• [WORK ORDER]
Each line of the data has to be transcribed exactly.

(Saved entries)
---+---

//! Filesystem layout for uploads and results.

use std::path::{Path, PathBuf};

use crate::error::MediaResult;

/// Subfolder used for still images under both roots.
pub const IMAGES_DIR: &str = "images";
/// Playlist file name inside an HLS directory.
pub const HLS_PLAYLIST: &str = "index.m3u8";

/// Explicit storage roots handed to the pipelines.
#[derive(Debug, Clone, PartialEq, Eq)]
pub struct StorageLayout {
    pub models_dir: PathBuf,
    pub uploads_dir: PathBuf,
    pub results_dir: PathBuf,
}

impl StorageLayout {
    pub fn new(
        models_dir: impl Into<PathBuf>,
        uploads_dir: impl Into<PathBuf>,
        results_dir: impl Into<PathBuf>,
    ) -> Self {
        Self {
            models_dir: models_dir.into(),
            uploads_dir: uploads_dir.into(),
            results_dir: results_dir.into(),
        }
    }

    /// Layout rooted at a single base directory.
    pub fn under(base: impl AsRef<Path>) -> Self {
        let base = base.as_ref();
        Self::new(base.join("models"), base.join("uploads"), base.join("results"))
    }

    /// Create every directory the service writes to.
    pub fn ensure(&self) -> MediaResult<()> {
        for dir in [
            &self.models_dir,
            &self.uploads_dir,
            &self.results_dir,
            &self.image_uploads_dir(),
            &self.image_results_dir(),
        ] {
            std::fs::create_dir_all(dir)?;
        }
        Ok(())
    }

    /// `uploads/images`
    pub fn image_uploads_dir(&self) -> PathBuf {
        self.uploads_dir.join(IMAGES_DIR)
    }

    /// `results/images`
    pub fn image_results_dir(&self) -> PathBuf {
        self.results_dir.join(IMAGES_DIR)
    }

    /// `uploads/<video>`
    pub fn video_upload_path(&self, file_name: &str) -> PathBuf {
        self.uploads_dir.join(file_name)
    }

    /// Annotated video file name for an uploaded video.
    pub fn result_video_name(file_name: &str) -> String {
        format!("result_{}", file_name)
    }

    /// `results/result_<video>`
    pub fn video_result_path(&self, file_name: &str) -> PathBuf {
        self.results_dir.join(Self::result_video_name(file_name))
    }

    /// HLS directory name for an uploaded video.
    pub fn hls_dir_name(file_name: &str) -> String {
        format!("hls_{}", file_name)
    }

    /// `results/hls_<video>`
    pub fn hls_dir(&self, file_name: &str) -> PathBuf {
        self.results_dir.join(Self::hls_dir_name(file_name))
    }

    /// Directories the janitor sweeps; their own entries are evicted, the
    /// directories themselves are kept.
    pub fn sweep_roots(&self) -> Vec<PathBuf> {
        vec![
            self.image_uploads_dir(),
            self.image_results_dir(),
            self.uploads_dir.clone(),
            self.results_dir.clone(),
        ]
    }
}

#[cfg(test)]
mod tests {
    use super::*;

    #[test]
    fn test_paths() {
        let layout = StorageLayout::under("/srv/mdetect");
        assert_eq!(layout.image_uploads_dir(), Path::new("/srv/mdetect/uploads/images"));
        assert_eq!(layout.image_results_dir(), Path::new("/srv/mdetect/results/images"));
        assert_eq!(layout.video_upload_path("dive.mp4"), Path::new("/srv/mdetect/uploads/dive.mp4"));
        assert_eq!(
            layout.video_result_path("dive.mp4"),
            Path::new("/srv/mdetect/results/result_dive.mp4")
        );
        assert_eq!(layout.hls_dir("dive.mp4"), Path::new("/srv/mdetect/results/hls_dive.mp4"));
    }

    #[test]
    fn test_ensure_creates_dirs() {
        let dir = tempfile::tempdir().unwrap();
        let layout = StorageLayout::under(dir.path());
        layout.ensure().unwrap();
        assert!(layout.models_dir.is_dir());
        assert!(layout.image_uploads_dir().is_dir());
        assert!(layout.image_results_dir().is_dir());
    }
}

---+---

• [RESPONSE AREA]
//! Filesystem layout for uploads and results.

use std::path::{Path, PathBuf};

use crate::error::MediaResult;

/// Subfolder used for still images under both roots.
pub const IMAGES_DIR: &str = "images";
/// Playlist file name inside an HLS directory.
pub const HLS_PLAYLIST: &str = "index.m3u8";

/// Explicit storage roots handed to the pipelines.
#[derive(Debug, Clone, PartialEq, Eq)]
pub struct StorageLayout {
    pub models_dir: PathBuf,
    pub uploads_dir: PathBuf,
    pub results_dir: PathBuf,
}

impl StorageLayout {
    pub fn new(
        models_dir: impl Into<PathBuf>,
        uploads_dir: impl Into<PathBuf>,
        results_dir: impl Into<PathBuf>,
    ) -> Self {
        Self {
            models_dir: models_dir.into(),
            uploads_dir: uploads_dir.into(),
            results_dir: results_dir.into(),
        }
    }

    /// Layout rooted at a single base directory.
    pub fn under(base: impl AsRef<Path>) -> Self {
        let base = base.as_ref();
        Self::new(base.join("models"), base.join("uploads"), base.join("results"))
    }

    /// Create every directory the service writes to.
    pub fn ensure(&self) -> MediaResult<()> {
        for dir in [
            &self.models_dir,
            &self.uploads_dir,
            &self.results_dir,
            &self.image_uploads_dir(),
            &self.image_results_dir(),
        ] {
            std::fs::create_dir_all(dir)?;
        }
        Ok(())
    }

    /// `uploads/images`
    pub fn image_uploads_dir(&self) -> PathBuf {
        self.uploads_dir.join(IMAGES_DIR)
    }

    /// `results/images`
    pub fn image_results_dir(&self) -> PathBuf {
        self.results_dir.join(IMAGES_DIR)
    }

    /// `uploads/<video>`
    pub fn video_upload_path(&self, file_name: &str) -> PathBuf {
        self.uploads_dir.join(file_name)
    }

    /// Annotated video file name for an uploaded video.
    pub fn result_video_name(file_name: &str) -> String {
        format!("result_{}", file_name)
    }

    /// `results/result_<video>`
    pub fn video_result_path(&self, file_name: &str) -> PathBuf {
        self.results_dir.join(Self::result_video_name(file_name))
    }

    /// HLS directory name for an uploaded video.
    pub fn hls_dir_name(file_name: &str) -> String {
        format!("hls_{}", file_name)
    }

    /// `results/hls_<video>`
    pub fn hls_dir(&self, file_name: &str) -> PathBuf {
        self.results_dir.join(Self::hls_dir_name(file_name))
    }

    /// Directories the janitor sweeps; their own entries are evicted, the
    /// directories themselves are kept.
    pub fn sweep_roots(&self) -> Vec<PathBuf> {
        vec![
            self.image_uploads_dir(),
            self.image_results_dir(),
            self.uploads_dir.clone(),
            self.results_dir.clone(),
        ]
    }
}

#[cfg(test)]
mod tests {
    use super::*;

    #[test]
    fn test_paths() {
        let layout = StorageLayout::under("/srv/mdetect");
        assert_eq!(layout.image_uploads_dir(), Path::new("/srv/mdetect/uploads/images"));
        assert_eq!(layout.image_results_dir(), Path::new("/srv/mdetect/results/images"));
        assert_eq!(layout.video_upload_path("dive.mp4"), Path::new("/srv/mdetect/uploads/dive.mp4"));
        assert_eq!(
            layout.video_result_path("dive.mp4"),
            Path::new("/srv/mdetect/results/result_dive.mp4")
        );
        assert_eq!(layout.hls_dir("dive.mp4"), Path::new("/srv/mdetect/results/hls_dive.mp4"));
    }

    #[test]
    fn test_ensure_creates_dirs() {
        let dir = tempfile::tempdir().unwrap();
        let layout = StorageLayout::under(dir.path());
        layout.ensure().unwrap();
        assert!(layout.models_dir.is_dir());
        assert!(layout.image_uploads_dir().is_dir());
        assert!(layout.image_results_dir().is_dir());
    }
}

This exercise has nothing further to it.